[Your objective]: Whenever a line in this data holds the word "BTreeMap", report that line in full.
....
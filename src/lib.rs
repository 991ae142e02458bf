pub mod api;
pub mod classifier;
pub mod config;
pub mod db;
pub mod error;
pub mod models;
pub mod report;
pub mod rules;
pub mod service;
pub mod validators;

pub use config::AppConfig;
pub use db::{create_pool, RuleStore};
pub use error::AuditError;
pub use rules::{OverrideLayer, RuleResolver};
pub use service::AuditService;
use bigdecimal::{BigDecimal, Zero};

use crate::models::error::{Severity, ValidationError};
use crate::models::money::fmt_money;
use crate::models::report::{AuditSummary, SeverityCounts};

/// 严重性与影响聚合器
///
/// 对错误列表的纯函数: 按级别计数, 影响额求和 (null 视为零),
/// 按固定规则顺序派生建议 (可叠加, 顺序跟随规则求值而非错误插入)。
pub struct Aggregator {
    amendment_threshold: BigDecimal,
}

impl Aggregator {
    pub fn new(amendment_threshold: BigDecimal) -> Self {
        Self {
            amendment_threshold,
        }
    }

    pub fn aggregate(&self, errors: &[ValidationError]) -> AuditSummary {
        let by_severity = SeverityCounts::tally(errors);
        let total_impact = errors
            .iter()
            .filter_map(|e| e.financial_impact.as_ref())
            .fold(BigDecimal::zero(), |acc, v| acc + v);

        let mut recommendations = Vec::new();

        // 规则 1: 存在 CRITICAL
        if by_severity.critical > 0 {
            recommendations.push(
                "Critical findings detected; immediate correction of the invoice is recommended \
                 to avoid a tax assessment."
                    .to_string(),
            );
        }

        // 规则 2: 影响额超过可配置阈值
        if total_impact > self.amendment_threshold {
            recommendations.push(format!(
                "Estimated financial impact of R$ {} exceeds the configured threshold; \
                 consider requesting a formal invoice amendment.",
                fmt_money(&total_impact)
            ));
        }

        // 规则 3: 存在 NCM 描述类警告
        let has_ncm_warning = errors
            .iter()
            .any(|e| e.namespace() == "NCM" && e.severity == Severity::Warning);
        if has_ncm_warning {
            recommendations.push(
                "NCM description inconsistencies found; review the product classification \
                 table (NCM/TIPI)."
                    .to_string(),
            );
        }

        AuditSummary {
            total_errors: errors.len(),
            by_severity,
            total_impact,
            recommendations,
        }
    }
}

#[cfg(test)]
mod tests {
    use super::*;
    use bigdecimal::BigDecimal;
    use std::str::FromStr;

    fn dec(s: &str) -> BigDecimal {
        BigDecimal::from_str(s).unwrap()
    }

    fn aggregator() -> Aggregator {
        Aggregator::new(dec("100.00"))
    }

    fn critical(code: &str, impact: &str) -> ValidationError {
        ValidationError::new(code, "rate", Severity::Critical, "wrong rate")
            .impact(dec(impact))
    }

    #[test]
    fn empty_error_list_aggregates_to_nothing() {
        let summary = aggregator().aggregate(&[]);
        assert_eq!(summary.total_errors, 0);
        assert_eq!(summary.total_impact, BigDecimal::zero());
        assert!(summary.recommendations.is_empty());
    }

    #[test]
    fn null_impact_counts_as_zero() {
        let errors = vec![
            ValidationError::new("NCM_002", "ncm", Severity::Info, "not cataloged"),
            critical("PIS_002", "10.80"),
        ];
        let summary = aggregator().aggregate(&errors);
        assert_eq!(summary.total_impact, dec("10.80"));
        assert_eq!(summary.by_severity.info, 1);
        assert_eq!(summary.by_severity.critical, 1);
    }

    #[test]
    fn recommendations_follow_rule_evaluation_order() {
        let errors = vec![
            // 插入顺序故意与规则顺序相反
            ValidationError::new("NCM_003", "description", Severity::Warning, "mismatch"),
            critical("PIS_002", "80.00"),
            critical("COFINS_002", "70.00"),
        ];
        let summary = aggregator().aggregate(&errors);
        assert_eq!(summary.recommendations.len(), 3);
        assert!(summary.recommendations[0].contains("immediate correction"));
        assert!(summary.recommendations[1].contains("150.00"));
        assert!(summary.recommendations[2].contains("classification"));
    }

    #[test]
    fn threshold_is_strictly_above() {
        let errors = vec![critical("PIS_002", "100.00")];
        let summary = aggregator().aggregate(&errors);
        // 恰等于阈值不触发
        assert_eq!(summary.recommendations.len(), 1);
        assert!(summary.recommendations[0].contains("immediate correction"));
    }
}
....
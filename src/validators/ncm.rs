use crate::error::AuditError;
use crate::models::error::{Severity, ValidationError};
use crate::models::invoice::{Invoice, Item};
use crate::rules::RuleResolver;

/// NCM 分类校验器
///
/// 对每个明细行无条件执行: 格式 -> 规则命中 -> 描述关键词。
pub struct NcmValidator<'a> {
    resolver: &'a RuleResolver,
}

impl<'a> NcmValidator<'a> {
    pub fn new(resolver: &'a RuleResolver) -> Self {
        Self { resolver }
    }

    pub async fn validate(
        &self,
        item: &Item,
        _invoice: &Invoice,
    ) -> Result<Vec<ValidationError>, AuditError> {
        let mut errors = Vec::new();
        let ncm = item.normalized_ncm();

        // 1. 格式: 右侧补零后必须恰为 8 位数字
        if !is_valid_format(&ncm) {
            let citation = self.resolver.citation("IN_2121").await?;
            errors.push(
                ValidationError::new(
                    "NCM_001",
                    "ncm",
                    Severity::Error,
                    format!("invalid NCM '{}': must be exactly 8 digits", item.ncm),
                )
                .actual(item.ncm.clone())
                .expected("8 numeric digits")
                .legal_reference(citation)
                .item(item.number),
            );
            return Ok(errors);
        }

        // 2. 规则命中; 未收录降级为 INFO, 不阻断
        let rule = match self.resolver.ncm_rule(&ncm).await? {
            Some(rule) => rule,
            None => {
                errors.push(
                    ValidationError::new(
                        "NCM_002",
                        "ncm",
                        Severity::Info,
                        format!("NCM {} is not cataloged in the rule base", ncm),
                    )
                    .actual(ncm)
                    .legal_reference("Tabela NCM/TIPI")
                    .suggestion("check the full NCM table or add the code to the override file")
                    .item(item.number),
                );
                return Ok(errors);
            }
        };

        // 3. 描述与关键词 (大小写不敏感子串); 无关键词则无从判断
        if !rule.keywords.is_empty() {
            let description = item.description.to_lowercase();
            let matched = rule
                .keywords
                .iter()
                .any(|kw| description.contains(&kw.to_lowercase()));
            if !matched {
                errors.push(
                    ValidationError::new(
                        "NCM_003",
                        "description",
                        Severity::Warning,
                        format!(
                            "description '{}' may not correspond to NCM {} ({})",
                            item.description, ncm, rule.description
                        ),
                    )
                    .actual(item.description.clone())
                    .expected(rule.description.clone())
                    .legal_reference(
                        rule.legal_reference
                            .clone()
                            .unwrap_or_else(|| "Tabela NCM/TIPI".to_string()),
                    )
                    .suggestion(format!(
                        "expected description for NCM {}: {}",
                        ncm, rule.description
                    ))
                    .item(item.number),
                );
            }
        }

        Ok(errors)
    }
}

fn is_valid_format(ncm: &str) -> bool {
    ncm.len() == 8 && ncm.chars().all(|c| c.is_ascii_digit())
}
....
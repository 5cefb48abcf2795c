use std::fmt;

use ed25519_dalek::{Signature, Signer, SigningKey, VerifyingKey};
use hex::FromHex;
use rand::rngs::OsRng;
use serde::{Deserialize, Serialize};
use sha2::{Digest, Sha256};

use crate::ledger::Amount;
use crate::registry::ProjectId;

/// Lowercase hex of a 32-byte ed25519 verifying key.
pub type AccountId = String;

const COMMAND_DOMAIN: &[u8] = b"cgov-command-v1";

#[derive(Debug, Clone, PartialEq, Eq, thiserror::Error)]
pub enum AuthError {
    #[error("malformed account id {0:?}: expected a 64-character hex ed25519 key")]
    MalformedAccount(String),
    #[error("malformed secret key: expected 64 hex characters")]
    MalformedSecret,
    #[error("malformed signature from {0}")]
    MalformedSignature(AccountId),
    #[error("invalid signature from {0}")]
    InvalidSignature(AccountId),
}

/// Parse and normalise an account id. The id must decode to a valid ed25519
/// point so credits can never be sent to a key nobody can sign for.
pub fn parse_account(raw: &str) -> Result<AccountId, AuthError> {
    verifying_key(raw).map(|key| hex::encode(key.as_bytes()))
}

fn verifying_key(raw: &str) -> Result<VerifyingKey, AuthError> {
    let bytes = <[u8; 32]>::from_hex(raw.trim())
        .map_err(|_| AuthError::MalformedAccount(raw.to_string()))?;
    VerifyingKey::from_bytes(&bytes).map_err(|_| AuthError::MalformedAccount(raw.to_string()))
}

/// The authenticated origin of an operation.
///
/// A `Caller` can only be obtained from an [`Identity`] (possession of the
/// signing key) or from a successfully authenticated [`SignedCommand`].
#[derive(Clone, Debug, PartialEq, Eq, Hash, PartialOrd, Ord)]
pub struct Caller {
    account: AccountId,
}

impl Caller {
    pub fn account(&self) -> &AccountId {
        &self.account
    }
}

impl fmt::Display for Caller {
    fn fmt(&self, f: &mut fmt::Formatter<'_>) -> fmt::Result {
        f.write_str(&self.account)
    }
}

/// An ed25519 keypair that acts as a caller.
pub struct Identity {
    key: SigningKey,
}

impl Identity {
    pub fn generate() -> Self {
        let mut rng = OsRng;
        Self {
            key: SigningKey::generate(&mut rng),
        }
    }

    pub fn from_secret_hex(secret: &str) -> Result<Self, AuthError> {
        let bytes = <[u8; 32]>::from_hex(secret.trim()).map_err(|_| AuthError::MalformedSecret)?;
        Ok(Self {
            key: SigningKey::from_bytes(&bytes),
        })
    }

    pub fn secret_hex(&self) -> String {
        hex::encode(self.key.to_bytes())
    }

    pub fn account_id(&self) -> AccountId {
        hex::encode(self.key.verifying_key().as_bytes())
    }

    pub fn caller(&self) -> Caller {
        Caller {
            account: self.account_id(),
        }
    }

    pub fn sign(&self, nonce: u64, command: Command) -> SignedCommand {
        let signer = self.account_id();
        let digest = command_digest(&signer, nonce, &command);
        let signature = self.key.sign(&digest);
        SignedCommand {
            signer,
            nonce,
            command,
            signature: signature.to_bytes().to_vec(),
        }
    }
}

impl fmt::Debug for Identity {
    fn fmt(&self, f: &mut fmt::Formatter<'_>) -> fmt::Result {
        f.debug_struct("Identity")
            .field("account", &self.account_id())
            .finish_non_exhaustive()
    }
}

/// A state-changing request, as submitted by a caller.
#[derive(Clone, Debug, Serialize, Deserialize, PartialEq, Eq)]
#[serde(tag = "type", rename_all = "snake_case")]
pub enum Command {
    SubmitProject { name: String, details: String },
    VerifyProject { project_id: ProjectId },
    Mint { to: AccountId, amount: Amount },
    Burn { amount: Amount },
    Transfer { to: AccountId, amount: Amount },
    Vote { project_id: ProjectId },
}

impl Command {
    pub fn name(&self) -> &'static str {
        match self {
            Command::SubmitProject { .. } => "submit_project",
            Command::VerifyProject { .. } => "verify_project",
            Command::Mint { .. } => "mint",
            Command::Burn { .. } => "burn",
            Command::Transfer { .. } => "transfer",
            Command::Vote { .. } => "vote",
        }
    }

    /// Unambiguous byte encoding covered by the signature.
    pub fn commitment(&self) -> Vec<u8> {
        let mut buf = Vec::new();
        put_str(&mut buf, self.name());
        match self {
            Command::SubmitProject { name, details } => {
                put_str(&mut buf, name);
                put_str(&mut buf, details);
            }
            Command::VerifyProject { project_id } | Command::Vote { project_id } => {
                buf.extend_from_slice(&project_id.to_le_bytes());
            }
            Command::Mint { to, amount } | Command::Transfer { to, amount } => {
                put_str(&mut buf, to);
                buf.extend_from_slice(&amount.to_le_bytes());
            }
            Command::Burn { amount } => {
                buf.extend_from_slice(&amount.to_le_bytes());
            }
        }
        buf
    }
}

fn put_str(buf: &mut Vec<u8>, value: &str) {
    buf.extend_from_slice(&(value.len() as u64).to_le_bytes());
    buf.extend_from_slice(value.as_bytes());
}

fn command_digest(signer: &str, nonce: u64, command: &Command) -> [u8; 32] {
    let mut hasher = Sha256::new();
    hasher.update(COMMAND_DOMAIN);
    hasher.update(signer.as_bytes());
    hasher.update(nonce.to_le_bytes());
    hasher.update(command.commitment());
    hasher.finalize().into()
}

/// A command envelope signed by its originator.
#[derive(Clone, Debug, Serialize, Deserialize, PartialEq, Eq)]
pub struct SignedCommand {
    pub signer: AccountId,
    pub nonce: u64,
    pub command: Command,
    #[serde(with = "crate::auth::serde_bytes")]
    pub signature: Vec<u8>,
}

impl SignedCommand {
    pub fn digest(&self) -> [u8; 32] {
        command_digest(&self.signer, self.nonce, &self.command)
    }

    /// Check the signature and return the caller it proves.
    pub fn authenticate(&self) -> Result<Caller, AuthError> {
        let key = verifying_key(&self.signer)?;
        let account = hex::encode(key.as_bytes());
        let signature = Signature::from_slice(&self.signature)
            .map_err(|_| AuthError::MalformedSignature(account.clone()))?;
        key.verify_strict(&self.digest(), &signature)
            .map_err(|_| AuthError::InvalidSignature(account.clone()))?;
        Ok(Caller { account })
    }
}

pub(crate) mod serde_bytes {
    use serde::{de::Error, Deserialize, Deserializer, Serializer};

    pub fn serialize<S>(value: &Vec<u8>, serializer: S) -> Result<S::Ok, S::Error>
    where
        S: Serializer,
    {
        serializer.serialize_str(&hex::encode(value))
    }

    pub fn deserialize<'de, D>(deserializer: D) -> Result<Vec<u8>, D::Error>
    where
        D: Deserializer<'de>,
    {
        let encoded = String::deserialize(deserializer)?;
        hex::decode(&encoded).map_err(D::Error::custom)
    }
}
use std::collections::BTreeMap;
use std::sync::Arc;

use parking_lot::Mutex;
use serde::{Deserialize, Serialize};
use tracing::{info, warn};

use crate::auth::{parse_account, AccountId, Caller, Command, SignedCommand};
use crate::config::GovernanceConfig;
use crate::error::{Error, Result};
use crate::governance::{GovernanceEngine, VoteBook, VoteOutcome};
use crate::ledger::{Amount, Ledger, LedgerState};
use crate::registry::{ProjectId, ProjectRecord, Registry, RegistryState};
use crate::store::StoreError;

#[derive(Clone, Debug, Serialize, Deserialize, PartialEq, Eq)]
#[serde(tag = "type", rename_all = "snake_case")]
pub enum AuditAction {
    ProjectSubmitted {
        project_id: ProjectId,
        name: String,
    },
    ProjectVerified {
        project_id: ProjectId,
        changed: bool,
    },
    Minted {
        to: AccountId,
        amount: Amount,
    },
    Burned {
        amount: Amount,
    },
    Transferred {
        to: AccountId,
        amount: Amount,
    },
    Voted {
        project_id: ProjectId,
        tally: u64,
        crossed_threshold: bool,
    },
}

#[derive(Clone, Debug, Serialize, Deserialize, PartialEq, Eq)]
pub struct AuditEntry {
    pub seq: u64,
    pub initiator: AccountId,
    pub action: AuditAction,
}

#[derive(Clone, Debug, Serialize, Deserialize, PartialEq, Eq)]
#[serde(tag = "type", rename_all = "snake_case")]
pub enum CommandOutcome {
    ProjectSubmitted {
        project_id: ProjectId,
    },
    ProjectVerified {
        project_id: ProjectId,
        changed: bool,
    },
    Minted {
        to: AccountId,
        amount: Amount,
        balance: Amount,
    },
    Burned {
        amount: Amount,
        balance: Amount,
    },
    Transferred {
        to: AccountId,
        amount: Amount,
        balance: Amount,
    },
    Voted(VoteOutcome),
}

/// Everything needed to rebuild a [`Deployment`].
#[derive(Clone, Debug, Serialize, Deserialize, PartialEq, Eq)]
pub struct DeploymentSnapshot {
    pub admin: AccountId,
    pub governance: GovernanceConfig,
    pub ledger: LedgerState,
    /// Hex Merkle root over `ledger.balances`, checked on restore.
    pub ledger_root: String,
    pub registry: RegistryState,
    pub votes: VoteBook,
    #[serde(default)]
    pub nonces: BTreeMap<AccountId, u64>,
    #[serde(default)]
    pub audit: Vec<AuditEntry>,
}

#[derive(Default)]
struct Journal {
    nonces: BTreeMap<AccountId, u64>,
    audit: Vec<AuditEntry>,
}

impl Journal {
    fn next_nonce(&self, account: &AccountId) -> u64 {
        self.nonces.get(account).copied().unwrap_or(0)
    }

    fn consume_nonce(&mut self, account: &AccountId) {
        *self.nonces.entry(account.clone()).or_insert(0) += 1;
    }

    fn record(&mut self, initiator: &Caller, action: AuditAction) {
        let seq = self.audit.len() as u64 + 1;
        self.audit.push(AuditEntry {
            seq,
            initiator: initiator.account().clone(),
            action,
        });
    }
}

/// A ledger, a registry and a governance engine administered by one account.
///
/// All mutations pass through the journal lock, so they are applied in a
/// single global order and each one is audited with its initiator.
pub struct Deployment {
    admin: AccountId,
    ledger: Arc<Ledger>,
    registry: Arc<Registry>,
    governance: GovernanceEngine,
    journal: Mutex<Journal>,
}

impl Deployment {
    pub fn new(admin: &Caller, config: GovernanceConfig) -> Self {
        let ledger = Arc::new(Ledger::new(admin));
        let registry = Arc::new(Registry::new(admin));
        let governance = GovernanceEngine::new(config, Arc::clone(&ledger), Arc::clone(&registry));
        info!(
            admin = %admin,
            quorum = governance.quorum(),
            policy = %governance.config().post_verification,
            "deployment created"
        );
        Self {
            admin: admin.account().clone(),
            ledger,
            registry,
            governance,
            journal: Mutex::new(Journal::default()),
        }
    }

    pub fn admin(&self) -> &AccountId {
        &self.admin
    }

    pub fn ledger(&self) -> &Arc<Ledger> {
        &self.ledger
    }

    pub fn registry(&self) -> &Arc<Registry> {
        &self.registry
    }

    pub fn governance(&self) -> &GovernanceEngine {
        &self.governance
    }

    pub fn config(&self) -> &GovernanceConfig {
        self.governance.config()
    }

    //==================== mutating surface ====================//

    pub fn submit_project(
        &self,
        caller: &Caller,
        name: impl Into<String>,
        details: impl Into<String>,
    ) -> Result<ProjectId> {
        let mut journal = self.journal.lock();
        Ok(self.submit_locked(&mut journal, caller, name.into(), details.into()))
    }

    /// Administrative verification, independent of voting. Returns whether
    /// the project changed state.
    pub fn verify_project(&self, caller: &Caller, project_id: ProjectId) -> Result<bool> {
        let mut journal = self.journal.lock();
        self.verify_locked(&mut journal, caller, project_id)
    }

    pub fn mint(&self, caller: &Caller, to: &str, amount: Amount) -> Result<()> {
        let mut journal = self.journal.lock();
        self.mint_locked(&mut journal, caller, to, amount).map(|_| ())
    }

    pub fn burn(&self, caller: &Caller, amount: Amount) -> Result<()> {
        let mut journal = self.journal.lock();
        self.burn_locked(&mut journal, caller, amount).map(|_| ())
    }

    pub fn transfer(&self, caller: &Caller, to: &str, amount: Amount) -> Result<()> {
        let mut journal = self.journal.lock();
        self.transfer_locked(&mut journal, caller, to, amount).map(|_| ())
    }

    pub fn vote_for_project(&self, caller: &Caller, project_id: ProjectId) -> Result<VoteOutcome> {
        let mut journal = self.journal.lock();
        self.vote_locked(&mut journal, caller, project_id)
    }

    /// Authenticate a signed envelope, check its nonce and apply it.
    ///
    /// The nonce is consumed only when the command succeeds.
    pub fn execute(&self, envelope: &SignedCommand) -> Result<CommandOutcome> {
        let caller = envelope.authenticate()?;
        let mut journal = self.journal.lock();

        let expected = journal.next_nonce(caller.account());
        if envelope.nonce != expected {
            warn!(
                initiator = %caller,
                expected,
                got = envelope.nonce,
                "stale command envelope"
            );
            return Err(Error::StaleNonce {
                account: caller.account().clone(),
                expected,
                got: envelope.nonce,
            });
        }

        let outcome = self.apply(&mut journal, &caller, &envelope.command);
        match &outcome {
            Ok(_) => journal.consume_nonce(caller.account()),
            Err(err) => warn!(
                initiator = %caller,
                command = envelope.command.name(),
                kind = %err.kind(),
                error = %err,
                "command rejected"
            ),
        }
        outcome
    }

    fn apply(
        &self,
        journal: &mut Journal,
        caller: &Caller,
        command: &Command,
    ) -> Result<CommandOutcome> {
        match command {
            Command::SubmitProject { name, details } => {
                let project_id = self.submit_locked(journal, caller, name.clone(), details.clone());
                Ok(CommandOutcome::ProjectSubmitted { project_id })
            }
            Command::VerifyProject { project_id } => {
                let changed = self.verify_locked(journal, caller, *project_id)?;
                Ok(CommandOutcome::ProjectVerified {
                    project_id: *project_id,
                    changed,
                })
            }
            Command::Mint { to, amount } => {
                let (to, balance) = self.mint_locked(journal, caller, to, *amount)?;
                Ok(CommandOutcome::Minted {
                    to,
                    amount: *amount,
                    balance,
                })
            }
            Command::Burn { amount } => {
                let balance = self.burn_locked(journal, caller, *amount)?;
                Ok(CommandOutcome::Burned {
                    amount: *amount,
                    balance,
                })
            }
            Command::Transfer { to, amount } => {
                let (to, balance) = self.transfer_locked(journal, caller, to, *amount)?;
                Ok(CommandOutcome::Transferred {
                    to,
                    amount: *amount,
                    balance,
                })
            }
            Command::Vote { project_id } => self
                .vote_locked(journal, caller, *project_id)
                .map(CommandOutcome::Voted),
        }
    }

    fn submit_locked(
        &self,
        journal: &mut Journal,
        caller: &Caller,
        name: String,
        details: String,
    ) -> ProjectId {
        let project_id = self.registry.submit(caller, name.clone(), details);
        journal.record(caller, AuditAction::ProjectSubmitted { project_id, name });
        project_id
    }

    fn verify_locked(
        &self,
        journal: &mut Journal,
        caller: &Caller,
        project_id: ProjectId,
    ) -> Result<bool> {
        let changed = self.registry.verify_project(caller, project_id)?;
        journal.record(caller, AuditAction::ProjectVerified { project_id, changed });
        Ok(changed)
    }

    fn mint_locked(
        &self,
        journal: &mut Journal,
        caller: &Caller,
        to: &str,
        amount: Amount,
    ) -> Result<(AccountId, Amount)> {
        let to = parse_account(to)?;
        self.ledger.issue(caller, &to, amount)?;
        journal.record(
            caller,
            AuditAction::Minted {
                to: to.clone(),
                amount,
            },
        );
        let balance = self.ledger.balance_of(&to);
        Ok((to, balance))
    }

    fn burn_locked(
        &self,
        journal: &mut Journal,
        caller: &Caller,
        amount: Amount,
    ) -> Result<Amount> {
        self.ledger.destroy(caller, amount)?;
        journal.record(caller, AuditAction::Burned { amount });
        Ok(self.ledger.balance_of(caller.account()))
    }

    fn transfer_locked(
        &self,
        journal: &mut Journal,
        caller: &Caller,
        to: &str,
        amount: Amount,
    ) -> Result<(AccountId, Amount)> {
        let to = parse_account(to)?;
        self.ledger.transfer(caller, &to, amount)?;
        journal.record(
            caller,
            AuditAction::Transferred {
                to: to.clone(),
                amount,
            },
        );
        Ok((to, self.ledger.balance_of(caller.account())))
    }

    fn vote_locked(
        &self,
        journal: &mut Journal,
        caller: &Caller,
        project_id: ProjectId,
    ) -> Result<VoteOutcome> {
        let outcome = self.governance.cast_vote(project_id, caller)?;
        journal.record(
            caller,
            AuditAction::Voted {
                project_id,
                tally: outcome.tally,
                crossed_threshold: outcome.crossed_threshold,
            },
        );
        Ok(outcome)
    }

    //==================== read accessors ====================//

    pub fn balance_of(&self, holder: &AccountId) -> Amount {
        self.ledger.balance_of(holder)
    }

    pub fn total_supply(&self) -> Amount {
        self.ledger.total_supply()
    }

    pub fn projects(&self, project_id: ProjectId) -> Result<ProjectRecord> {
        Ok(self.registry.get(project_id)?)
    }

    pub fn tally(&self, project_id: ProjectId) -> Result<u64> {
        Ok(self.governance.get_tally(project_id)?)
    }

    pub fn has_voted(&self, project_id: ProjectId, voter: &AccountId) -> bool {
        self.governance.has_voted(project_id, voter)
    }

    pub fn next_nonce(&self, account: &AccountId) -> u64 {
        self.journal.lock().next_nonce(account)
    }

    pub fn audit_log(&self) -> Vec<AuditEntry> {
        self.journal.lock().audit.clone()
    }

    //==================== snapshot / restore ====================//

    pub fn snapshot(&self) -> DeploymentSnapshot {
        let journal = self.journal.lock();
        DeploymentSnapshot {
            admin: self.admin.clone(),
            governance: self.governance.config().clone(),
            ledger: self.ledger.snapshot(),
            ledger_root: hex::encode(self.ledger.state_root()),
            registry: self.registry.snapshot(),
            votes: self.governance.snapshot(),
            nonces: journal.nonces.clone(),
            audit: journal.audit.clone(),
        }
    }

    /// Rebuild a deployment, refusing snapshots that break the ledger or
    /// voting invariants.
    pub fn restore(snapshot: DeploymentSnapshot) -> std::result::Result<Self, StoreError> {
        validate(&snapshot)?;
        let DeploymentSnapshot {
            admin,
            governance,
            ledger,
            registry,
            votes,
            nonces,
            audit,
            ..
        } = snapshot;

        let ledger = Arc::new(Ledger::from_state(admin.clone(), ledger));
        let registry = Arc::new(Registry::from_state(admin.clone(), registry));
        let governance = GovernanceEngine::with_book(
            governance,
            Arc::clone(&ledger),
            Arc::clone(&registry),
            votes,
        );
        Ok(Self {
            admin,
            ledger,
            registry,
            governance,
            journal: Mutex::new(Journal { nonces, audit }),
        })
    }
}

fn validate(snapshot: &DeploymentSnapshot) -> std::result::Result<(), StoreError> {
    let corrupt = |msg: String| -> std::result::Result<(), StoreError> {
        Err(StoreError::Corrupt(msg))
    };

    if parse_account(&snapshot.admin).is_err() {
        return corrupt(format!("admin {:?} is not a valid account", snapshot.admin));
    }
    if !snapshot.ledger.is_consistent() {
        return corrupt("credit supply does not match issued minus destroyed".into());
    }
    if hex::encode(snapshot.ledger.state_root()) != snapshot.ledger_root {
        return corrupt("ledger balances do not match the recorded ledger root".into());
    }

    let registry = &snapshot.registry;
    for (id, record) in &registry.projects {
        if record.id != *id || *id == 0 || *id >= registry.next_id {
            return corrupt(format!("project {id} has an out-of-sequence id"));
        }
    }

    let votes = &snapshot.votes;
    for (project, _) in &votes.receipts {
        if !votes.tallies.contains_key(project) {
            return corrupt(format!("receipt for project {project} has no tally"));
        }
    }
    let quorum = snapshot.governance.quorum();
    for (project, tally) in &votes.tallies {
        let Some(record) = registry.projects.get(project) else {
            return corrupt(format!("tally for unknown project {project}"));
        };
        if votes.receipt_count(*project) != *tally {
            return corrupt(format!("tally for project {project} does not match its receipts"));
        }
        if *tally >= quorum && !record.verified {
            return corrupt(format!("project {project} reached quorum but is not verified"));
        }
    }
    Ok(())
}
....
[Result for this task]:
use std::collections::BTreeMap;
    pub nonces: BTreeMap<AccountId, u64>,
    nonces: BTreeMap<AccountId, u64>,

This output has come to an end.